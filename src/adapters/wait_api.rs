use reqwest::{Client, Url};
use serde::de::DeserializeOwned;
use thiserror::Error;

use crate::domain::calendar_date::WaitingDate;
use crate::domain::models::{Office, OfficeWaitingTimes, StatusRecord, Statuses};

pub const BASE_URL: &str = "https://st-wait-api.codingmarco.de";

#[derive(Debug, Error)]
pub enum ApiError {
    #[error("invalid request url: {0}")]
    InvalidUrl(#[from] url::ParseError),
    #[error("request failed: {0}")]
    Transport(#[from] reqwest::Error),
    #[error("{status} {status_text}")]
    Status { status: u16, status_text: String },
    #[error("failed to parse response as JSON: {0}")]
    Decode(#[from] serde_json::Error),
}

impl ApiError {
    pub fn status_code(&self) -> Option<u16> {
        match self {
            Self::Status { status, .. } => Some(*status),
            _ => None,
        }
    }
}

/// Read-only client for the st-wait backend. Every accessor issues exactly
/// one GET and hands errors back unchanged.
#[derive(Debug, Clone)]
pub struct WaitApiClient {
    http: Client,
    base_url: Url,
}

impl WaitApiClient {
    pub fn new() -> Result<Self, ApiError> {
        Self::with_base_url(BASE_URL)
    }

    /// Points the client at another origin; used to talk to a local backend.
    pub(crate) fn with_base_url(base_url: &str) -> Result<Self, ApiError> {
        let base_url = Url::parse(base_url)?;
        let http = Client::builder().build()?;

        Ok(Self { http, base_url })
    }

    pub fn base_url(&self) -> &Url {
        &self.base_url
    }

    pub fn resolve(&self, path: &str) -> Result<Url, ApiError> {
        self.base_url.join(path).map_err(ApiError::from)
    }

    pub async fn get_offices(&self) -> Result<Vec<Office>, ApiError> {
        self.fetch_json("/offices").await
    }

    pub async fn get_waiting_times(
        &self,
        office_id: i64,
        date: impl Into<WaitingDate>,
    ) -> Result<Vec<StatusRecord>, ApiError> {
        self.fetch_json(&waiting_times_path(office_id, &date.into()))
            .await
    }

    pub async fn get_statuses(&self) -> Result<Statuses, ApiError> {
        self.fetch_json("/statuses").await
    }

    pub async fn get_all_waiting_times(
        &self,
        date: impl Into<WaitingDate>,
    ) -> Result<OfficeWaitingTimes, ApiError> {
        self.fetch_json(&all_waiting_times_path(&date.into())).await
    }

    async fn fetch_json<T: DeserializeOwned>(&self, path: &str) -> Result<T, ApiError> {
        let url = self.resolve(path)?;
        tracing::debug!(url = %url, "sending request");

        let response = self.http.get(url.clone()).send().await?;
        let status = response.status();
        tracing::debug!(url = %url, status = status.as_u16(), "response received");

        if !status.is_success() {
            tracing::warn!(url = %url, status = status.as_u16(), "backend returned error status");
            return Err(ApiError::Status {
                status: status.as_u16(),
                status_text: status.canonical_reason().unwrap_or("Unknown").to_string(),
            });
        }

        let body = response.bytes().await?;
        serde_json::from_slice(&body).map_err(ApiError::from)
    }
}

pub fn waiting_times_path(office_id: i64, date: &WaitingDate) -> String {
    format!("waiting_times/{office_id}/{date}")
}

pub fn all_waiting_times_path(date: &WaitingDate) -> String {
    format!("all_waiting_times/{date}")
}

▸ **Task to complete**:
Looking at the entries, work out how many lines hold the word "DeserializeOwned". Give the number and nothing else.

▸ **Answer section**:
2